#### [REQUIREMENT]
In the records below, find the line that contains "unit of work" and the line that contains "assert_eq!(receipt.loan.status, LoanStatus::Paid);". Set down exactly those lines and every line between them, and nothing more.
--*--
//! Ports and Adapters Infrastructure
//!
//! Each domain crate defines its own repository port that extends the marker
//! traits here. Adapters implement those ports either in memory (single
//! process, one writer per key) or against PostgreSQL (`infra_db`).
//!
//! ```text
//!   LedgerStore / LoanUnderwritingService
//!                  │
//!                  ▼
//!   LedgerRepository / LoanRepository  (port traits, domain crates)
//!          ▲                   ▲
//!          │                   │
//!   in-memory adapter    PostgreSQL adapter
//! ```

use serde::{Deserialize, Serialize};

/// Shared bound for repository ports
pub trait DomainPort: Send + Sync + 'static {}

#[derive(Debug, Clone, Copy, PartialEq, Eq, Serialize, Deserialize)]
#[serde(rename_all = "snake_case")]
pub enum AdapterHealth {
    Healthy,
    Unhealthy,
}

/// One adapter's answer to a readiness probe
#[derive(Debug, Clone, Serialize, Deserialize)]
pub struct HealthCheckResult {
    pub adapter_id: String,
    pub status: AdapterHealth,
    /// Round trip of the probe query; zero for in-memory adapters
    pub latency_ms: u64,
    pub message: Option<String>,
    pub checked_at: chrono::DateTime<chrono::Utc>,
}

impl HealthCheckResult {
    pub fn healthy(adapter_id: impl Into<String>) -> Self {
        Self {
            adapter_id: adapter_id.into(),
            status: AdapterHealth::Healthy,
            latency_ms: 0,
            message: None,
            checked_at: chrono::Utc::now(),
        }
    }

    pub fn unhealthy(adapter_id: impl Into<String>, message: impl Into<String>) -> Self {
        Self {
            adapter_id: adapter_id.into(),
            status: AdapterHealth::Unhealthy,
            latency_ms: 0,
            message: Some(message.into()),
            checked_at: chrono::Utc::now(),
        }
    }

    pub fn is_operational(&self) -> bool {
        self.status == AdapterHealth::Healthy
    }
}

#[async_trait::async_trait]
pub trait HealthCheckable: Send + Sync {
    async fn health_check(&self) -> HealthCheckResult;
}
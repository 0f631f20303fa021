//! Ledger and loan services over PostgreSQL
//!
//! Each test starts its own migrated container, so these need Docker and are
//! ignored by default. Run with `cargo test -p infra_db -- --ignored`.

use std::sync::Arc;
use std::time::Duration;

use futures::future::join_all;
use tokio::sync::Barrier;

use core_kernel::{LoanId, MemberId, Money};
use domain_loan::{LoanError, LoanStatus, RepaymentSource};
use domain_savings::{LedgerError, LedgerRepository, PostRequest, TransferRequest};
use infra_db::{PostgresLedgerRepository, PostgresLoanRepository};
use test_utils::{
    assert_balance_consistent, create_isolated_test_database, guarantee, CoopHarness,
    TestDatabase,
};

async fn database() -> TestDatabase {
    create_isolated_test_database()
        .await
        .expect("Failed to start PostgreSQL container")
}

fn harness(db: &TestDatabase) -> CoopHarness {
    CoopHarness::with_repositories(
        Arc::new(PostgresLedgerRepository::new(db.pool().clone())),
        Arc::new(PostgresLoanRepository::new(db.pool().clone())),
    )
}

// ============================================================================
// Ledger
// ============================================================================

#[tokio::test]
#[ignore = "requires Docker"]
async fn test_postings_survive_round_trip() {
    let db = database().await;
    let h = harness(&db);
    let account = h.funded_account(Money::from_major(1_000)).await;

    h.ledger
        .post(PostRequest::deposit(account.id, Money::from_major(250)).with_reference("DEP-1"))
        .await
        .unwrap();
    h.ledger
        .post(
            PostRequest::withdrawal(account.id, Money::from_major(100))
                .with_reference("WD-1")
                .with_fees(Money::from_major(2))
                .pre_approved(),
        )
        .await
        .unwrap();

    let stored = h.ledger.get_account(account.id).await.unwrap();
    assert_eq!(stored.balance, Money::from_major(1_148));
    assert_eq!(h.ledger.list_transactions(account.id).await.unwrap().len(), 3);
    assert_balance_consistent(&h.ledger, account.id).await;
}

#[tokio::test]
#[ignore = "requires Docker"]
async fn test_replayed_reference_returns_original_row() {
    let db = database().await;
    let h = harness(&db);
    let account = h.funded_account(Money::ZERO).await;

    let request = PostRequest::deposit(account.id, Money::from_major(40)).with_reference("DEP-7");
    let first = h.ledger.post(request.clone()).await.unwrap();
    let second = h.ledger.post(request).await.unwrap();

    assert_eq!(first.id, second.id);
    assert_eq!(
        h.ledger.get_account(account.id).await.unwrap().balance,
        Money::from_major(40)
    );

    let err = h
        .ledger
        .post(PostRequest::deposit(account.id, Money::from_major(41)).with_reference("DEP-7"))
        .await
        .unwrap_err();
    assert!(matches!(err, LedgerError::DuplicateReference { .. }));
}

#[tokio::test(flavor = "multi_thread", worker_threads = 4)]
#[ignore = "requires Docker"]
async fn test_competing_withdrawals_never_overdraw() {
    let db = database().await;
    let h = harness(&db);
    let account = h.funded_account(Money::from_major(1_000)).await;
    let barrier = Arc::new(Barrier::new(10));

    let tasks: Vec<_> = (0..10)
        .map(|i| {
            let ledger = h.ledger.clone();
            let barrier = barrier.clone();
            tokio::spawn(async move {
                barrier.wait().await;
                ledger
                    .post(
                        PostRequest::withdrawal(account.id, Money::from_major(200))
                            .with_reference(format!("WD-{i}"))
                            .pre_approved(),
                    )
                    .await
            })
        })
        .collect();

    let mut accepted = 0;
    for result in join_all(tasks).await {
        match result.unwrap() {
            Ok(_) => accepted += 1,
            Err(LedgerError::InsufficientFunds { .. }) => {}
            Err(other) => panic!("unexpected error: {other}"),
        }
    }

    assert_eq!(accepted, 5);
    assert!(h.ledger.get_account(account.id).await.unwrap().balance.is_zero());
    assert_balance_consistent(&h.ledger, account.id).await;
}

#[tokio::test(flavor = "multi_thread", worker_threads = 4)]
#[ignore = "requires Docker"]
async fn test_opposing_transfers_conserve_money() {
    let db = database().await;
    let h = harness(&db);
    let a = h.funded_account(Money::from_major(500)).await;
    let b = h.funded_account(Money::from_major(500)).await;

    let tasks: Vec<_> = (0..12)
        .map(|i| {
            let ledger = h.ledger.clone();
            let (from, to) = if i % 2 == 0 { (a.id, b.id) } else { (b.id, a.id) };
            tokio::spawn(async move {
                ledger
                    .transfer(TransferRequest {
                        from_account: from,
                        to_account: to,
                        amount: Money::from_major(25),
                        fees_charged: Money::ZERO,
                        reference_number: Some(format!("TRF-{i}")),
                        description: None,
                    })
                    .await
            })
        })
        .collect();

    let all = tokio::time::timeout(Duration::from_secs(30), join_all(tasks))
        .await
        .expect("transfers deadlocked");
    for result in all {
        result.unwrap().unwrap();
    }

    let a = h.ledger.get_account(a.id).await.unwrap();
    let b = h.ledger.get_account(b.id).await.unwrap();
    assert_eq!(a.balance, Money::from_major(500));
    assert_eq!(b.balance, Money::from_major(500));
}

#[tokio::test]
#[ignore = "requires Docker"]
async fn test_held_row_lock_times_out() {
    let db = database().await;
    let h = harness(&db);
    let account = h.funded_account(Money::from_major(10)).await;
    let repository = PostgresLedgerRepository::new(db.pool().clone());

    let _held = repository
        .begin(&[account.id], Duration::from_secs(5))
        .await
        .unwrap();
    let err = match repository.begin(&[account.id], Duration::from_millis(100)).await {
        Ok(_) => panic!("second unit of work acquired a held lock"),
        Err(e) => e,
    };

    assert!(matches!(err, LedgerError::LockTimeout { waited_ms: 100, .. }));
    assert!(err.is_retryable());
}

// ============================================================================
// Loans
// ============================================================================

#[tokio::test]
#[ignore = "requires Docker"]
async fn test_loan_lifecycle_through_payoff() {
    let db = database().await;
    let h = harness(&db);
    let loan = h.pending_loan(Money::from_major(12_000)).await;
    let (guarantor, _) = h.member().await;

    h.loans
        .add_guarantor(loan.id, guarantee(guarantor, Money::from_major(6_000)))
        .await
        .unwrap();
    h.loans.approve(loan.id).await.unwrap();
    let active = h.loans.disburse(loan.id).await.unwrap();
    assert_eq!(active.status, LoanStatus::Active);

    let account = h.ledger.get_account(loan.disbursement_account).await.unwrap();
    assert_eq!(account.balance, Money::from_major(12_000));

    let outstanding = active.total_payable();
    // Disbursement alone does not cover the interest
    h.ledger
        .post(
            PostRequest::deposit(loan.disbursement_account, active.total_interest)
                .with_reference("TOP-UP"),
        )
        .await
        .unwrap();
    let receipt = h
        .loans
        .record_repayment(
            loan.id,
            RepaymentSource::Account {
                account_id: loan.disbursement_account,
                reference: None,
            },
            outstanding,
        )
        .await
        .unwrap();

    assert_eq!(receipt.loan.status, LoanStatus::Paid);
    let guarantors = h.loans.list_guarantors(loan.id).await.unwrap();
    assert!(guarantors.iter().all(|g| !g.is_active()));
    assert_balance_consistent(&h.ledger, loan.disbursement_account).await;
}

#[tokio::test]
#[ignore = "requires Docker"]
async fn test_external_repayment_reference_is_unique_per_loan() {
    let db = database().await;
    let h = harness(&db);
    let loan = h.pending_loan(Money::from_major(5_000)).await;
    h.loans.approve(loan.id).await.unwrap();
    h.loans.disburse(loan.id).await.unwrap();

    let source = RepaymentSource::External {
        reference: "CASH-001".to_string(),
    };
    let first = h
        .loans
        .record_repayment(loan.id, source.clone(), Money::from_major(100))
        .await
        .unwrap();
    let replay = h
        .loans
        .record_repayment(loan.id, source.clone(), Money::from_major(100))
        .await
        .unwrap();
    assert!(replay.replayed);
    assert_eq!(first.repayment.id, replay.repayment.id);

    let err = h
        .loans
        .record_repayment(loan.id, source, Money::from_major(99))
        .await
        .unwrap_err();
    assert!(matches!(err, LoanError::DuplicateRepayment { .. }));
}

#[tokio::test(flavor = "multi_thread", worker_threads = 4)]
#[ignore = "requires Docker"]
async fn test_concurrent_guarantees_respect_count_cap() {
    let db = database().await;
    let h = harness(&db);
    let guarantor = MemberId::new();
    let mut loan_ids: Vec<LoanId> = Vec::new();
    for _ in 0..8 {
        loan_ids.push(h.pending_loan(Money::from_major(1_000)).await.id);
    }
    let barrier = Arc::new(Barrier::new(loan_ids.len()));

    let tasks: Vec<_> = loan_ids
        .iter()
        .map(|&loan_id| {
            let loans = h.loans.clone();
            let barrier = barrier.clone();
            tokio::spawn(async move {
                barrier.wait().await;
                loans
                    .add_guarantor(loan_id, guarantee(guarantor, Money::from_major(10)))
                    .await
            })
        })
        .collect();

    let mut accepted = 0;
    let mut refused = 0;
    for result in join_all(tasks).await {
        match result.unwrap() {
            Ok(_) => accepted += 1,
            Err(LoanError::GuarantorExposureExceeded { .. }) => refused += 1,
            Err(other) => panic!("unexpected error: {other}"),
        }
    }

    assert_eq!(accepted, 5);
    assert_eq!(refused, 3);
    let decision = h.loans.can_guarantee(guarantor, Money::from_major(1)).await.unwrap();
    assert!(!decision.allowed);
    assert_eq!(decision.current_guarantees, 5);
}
--*--
#### [COMPLETED EXERCISE]
        Ok(_) => panic!("second unit of work acquired a held lock"),
        Err(e) => e,
    };

    assert!(matches!(err, LedgerError::LockTimeout { waited_ms: 100, .. }));
    assert!(err.is_retryable());
}

// ============================================================================
// Loans
// ============================================================================

#[tokio::test]
#[ignore = "requires Docker"]
async fn test_loan_lifecycle_through_payoff() {
    let db = database().await;
    let h = harness(&db);
    let loan = h.pending_loan(Money::from_major(12_000)).await;
    let (guarantor, _) = h.member().await;

    h.loans
        .add_guarantor(loan.id, guarantee(guarantor, Money::from_major(6_000)))
        .await
        .unwrap();
    h.loans.approve(loan.id).await.unwrap();
    let active = h.loans.disburse(loan.id).await.unwrap();
    assert_eq!(active.status, LoanStatus::Active);

    let account = h.ledger.get_account(loan.disbursement_account).await.unwrap();
    assert_eq!(account.balance, Money::from_major(12_000));

    let outstanding = active.total_payable();
    // Disbursement alone does not cover the interest
    h.ledger
        .post(
            PostRequest::deposit(loan.disbursement_account, active.total_interest)
                .with_reference("TOP-UP"),
        )
        .await
        .unwrap();
    let receipt = h
        .loans
        .record_repayment(
            loan.id,
            RepaymentSource::Account {
                account_id: loan.disbursement_account,
                reference: None,
            },
            outstanding,
        )
        .await
        .unwrap();

    assert_eq!(receipt.loan.status, LoanStatus::Paid);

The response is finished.